In Other Voting News

  • Voting rights activists are alarmed at the U.S. Supreme Court’s decision to hear a case that revolves around a legal theory giving state legislatures total control over federal elections. Known as the “independent state legislature theory,” it argues that state courts have no authority to review state legislative decisions on elections, creating an opportunity for state lawmakers to change the rules for partisan purposes. FiveThirtyEight looks at the potential consequences. 
  • In a 4–3 decision, the Wisconsin Supreme Court ruled that absentee ballot dropboxes are illegal in the state outside of election clerk offices, and only legislators can change that, the Milwaukee Journal Sentinel reports
  • Men affiliated with a nonprofit with close ties to Republicans knocked on doors in the predominantly Black community of Sunnyside, Texas, and asked residents to sign affidavits verifying information about registered voters, the Houston Chronicle reported.  County officials said the organization is not affiliated with the state, and residents are not required to provide information. The Harris County attorney’s office is investigating. 
  • Harris County, Texas, chose as its new elections administrator Clifford Tatum, a former executive director of the District of Columbia Board of Elections and a former general counsel for the U.S. Elections Assistance Commission. Former Elections Administrator Isabel Longoria resigned after a troubled March primary. A new report commissioned by the county highlights election administration improvements the county could make. 
  • Candidates around the country this year have repeatedly made vague claims of fraud this year, suggesting they won elections that in fact were not close.
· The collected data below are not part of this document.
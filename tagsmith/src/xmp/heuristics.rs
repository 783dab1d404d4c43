//! Guesses the shape of an XMP property from its element.
//!
//! There's no schema to consult, so we look at what the element holds: an
//! RDF container makes an array, fields make a struct, and anything else is
//! simple text.

use tagsmith_types::{value::ValueKind, xmp::RDF_NS};
use xmltree::Element;

pub trait XmpElementHeuristicsExt {
    fn is_rdf(&self, name: &str) -> bool;
    fn is_struct(&self) -> bool;
    fn collection(&self) -> Option<(&Element, ValueKind)>;
    fn rdf_attribute(&self, name: &str) -> Option<&str>;
}

impl XmpElementHeuristicsExt for Element {
    /// Whether this is the `rdf:{name}` element.
    fn is_rdf(&self, name: &str) -> bool {
        self.name == name && self.namespace.as_deref() == Some(RDF_NS)
    }

    /// Determines whether or not `self` is a struct.
    fn is_struct(&self) -> bool {
        // if we have the `rdf:parseType="Resource"`, we must be a struct.
        if self.rdf_attribute("parseType") == Some("Resource") {
            return true;
        }

        // any element children (that aren't containers) are fields.
        //
        // a nested `rdf:Description` counts too: it holds the fields
        self.collection().is_none()
            && self
                .children
                .iter()
                .flat_map(|c| c.as_element())
                .next()
                .is_some()
    }

    /// Finds an `rdf:Bag`, `rdf:Seq`, or `rdf:Alt` child.
    fn collection(&self) -> Option<(&Element, ValueKind)> {
        self.children
            .iter()
            .flat_map(|c| c.as_element())
            .filter(|c| c.namespace.as_deref() == Some(RDF_NS))
            .find_map(|c| match c.name.as_str() {
                "Bag" => Some((c, ValueKind::XmpBag)),
                "Seq" => Some((c, ValueKind::XmpSeq)),
                "Alt" => Some((c, ValueKind::XmpAlt)),
                _ => None,
            })
    }

    /// The value of the `rdf:{name}` attribute, if any.
    fn rdf_attribute(&self, name: &str) -> Option<&str> {
        self.attributes
            .iter()
            .find(|(key, _)| {
                key.local_name == name && key.namespace_ref().is_some_and(|ns| ns == RDF_NS)
            })
            .map(|(_, value)| value.as_str())
    }
}

#[cfg(test)]
mod tests {
    use super::*;

    fn parse(xml: &str) -> Element {
        Element::parse(xml.as_bytes()).expect("`xmltree` should parse the XML correctly")
    }

    #[test]
    fn detects_shapes() {
        let bag = parse(
            r#"<dc:subject xmlns:dc="http://purl.org/dc/elements/1.1/" xmlns:rdf="http://www.w3.org/1999/02/22-rdf-syntax-ns#">
                <rdf:Bag><rdf:li>a</rdf:li></rdf:Bag>
            </dc:subject>"#,
        );
        assert!(matches!(bag.collection(), Some((_, ValueKind::XmpBag))));
        assert!(!bag.is_struct());

        let resource = parse(
            r#"<xmpMM:DerivedFrom rdf:parseType="Resource" xmlns:xmpMM="http://ns.adobe.com/xap/1.0/mm/" xmlns:rdf="http://www.w3.org/1999/02/22-rdf-syntax-ns#"/>"#,
        );
        assert!(resource.is_struct());
        assert_eq!(resource.rdf_attribute("parseType"), Some("Resource"));

        let described = parse(
            r#"<xmpMM:DerivedFrom xmlns:xmpMM="http://ns.adobe.com/xap/1.0/mm/" xmlns:rdf="http://www.w3.org/1999/02/22-rdf-syntax-ns#">
                <rdf:Description/>
            </xmpMM:DerivedFrom>"#,
        );
        assert!(described.is_struct());

        let text = parse(r#"<xmp:Rating xmlns:xmp="http://ns.adobe.com/xap/1.0/">5</xmp:Rating>"#);
        assert!(!text.is_struct());
        assert!(text.collection().is_none());
    }
}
Experts say former President Donald Trump’s fundraising success shows how candidates can benefit from such claims, even with little or no evidence to support them. 
  • The U.S. Department of Justice is suing Arizona over a new law requiring proof of citizenship to vote in federal elections, saying the state cannot demand such evidence from voters who register using a federal form.
  • In the latest example of longtime elections officials leaving in the face of threats and harassment, Arizona’s Yavapai County Recorder Leslie Hoffman and elections director Lynn Constabile have resigned, citing threats and “nastiness” in the wake of the 2020 presidential election.
  • An NPR investigation found so-called election conspiracy influencers have hosted hundreds of community events around the country to promote their theories directly to attendees at local events.
  • Government Technology takes a deep look at the move toward ballot-marking devices and voting systems that produce voter-verified paper audit trails. 
  • Key members of former President Donald Trump’s legal team, including Rudy Giuliani and Cleta Mitchell, have been subpoenaed by a grand jury in Fulton County, Georgia, in connection with an investigation into potential criminal interference in the 2020 election, according to the Atlanta Journal-Constitution. 
  • A group of election law experts have launched the “Safeguarding Democracy Project” at UCLA Law, designed to promote “research, collaboration and advocacy aimed at ensuring continued free and fair elections in the United States.” Politico wrote about the new effort.

Good News of the Week

By Christian McCann, Votebeat intern

The Wisconsin Elections Commission is sending out postcards to roughly 200,000 eligible, but not yet registered, voters. The postcards tell voters how to register, give a number for a helpline, and are a required part of Wisconsin’s membership with the Electronic Registration Information Center. The number of postcards sent out every two years has been shrinking, which suggests the postcards are helping encourage eligible voters to register.